Provided entries: Begin
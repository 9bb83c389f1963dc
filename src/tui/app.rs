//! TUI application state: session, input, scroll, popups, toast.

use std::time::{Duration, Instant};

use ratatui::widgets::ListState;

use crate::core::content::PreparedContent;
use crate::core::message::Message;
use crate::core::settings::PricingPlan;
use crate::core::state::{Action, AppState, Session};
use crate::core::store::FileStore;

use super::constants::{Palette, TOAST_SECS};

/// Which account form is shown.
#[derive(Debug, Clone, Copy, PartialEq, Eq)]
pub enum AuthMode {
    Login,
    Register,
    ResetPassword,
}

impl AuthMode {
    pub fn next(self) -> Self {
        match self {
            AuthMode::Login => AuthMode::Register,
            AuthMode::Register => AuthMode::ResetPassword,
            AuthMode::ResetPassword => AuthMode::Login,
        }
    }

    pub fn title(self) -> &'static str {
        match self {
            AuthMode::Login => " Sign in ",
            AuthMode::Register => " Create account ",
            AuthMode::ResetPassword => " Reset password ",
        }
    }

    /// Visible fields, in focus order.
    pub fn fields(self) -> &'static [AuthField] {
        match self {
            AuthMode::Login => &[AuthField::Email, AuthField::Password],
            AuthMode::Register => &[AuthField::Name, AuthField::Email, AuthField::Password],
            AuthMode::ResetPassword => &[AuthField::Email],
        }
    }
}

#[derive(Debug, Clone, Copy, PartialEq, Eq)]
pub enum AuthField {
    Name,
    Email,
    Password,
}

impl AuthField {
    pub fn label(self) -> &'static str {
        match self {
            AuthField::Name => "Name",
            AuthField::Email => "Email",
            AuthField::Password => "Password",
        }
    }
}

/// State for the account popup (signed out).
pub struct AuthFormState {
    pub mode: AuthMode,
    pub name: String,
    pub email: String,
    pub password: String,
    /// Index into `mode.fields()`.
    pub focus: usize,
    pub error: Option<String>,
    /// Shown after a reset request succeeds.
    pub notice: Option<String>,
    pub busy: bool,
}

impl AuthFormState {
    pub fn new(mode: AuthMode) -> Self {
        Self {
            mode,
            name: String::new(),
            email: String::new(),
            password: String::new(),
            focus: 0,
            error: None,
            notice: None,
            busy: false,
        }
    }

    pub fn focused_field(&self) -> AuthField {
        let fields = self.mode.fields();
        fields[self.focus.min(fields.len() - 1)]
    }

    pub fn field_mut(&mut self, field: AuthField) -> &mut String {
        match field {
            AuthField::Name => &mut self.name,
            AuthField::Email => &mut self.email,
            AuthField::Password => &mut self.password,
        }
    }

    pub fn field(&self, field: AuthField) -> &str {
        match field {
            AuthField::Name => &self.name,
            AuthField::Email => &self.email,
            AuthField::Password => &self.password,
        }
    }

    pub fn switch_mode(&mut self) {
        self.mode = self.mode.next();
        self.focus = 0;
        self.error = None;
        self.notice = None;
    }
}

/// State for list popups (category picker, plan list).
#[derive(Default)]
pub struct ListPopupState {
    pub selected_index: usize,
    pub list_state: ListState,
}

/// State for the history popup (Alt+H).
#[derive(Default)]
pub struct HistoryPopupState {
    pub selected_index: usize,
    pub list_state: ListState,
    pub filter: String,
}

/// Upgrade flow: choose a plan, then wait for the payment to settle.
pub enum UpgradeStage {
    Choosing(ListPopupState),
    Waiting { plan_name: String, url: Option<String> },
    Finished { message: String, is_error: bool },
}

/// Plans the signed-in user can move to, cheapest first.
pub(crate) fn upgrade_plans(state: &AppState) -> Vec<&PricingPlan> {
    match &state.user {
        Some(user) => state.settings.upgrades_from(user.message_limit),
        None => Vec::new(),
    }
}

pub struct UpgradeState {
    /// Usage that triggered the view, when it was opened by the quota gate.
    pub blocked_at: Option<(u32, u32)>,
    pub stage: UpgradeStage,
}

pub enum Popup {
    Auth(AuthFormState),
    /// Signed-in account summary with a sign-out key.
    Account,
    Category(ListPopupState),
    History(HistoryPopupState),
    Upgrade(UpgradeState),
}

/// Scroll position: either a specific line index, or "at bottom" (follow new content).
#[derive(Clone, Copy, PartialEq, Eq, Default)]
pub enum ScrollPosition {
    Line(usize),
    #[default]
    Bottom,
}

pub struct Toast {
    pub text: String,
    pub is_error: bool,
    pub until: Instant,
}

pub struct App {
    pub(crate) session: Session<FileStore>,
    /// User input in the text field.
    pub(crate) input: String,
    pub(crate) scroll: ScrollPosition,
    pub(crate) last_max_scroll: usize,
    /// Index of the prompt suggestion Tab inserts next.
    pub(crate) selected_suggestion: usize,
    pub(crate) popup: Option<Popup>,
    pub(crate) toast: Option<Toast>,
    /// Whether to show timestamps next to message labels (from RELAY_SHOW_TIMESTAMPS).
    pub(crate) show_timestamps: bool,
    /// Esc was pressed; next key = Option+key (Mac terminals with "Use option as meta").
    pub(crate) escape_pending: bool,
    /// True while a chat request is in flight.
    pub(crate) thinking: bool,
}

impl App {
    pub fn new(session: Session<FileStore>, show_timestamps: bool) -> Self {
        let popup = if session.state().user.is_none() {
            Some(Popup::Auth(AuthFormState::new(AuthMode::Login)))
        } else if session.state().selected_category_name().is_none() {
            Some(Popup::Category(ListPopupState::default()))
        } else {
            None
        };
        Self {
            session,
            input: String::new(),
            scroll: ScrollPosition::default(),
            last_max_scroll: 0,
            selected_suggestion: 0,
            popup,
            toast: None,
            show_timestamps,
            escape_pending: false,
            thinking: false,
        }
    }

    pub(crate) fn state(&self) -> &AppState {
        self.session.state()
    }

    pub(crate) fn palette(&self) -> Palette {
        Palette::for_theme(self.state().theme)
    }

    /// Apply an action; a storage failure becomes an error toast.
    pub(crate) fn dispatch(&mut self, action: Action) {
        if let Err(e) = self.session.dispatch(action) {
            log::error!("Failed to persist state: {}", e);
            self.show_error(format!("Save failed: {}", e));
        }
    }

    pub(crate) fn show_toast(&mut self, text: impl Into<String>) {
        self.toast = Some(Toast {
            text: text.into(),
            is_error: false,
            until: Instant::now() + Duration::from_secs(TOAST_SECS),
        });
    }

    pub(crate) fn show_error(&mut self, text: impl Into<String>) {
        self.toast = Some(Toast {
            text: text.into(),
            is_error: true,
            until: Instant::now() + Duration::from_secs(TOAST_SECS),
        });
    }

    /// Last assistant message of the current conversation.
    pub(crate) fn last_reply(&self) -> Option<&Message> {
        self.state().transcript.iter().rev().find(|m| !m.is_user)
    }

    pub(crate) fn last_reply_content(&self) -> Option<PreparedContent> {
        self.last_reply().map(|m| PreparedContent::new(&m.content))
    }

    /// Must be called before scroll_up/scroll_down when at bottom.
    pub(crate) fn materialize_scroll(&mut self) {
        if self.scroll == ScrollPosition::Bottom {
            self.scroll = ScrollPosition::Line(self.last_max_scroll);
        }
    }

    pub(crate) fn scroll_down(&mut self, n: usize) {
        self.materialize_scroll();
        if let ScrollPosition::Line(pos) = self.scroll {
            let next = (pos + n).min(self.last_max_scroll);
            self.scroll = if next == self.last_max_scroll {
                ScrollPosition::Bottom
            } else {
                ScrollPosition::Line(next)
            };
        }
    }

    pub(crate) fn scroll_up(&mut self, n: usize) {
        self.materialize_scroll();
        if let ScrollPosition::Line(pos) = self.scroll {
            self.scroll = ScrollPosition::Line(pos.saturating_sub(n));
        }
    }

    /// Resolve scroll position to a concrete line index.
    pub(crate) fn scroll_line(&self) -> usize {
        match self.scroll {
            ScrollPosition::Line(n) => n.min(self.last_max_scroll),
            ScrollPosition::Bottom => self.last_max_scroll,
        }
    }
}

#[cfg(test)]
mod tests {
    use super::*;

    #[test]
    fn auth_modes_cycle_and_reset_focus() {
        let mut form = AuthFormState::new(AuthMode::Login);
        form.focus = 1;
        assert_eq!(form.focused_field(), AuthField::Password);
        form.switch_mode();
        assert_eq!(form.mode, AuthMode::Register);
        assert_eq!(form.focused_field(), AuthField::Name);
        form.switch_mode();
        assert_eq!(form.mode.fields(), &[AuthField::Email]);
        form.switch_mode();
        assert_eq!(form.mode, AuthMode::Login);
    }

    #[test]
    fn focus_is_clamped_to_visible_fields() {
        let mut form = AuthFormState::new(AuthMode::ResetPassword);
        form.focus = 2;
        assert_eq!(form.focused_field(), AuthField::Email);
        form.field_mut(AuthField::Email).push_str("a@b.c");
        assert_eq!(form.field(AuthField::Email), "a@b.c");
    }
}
Provided entries: End
Provided entries: Begin
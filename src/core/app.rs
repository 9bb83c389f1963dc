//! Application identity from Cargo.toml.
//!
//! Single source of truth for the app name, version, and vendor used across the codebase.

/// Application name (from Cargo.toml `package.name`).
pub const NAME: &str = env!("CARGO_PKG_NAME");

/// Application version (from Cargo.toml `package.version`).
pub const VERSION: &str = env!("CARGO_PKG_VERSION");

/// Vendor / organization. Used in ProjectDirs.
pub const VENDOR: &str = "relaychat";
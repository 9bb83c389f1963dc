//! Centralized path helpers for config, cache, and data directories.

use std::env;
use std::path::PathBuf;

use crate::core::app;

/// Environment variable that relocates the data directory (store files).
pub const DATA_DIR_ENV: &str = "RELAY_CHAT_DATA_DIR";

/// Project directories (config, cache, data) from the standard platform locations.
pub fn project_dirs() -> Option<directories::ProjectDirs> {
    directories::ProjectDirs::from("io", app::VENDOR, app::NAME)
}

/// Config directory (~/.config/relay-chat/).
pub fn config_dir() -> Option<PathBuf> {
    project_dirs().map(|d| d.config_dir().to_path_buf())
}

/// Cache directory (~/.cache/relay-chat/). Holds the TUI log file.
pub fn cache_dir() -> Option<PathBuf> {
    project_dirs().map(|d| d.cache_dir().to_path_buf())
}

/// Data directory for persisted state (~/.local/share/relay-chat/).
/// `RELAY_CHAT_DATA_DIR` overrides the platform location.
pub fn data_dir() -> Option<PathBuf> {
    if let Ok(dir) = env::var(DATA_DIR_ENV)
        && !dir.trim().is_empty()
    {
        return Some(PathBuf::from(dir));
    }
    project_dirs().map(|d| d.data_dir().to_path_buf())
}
Provided entries: End
Provided entries: Begin
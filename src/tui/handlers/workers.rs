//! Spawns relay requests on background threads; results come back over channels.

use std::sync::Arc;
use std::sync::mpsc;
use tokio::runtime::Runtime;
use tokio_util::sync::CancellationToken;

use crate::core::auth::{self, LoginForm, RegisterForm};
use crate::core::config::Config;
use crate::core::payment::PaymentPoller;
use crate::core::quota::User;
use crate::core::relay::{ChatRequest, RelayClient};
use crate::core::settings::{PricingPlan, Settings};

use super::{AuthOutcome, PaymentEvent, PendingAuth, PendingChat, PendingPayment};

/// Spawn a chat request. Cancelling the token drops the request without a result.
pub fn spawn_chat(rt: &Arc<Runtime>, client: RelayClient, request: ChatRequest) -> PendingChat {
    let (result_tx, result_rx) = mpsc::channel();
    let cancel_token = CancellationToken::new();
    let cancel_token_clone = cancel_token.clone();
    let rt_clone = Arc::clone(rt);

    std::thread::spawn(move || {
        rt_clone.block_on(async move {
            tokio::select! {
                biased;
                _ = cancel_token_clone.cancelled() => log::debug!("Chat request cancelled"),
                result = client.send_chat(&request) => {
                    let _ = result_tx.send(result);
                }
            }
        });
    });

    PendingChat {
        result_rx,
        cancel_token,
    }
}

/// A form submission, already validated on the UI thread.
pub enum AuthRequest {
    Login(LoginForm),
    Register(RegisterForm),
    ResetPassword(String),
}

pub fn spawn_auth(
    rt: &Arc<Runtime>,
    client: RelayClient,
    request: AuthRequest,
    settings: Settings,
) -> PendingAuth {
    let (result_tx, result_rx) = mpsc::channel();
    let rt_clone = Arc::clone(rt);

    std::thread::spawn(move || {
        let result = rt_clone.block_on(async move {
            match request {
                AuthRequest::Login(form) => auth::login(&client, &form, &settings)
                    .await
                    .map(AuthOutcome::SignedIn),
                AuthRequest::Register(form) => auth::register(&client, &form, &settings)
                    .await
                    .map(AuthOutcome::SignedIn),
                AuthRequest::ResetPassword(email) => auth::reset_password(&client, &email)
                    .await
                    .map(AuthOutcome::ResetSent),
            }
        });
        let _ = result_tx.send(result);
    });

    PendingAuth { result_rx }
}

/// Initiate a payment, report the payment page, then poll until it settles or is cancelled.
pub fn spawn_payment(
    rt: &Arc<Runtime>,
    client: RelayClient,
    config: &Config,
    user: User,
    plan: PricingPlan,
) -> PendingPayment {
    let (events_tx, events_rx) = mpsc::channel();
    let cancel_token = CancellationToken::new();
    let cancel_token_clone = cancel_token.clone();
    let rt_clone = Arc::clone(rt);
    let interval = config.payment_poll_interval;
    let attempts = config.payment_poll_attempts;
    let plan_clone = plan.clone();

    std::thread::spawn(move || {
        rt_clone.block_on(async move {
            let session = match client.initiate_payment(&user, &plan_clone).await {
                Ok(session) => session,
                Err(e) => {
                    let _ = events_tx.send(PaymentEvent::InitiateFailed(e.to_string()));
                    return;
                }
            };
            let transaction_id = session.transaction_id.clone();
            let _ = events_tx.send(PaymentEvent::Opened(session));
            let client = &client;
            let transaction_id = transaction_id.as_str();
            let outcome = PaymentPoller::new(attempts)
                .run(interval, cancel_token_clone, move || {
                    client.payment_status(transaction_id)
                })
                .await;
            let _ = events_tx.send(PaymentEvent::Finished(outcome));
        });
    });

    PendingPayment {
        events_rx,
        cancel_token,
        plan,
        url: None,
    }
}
Provided entries: End
[Task goal] Which of the lines above hold the word "usize"? Copy each one.

[Answer to this task]
    pub focus: usize,
    pub selected_index: usize,
    pub selected_index: usize,
    Line(usize),
    pub(crate) last_max_scroll: usize,
    pub(crate) selected_suggestion: usize,
    pub(crate) fn scroll_down(&mut self, n: usize) {
    pub(crate) fn scroll_up(&mut self, n: usize) {
    pub(crate) fn scroll_line(&self) -> usize {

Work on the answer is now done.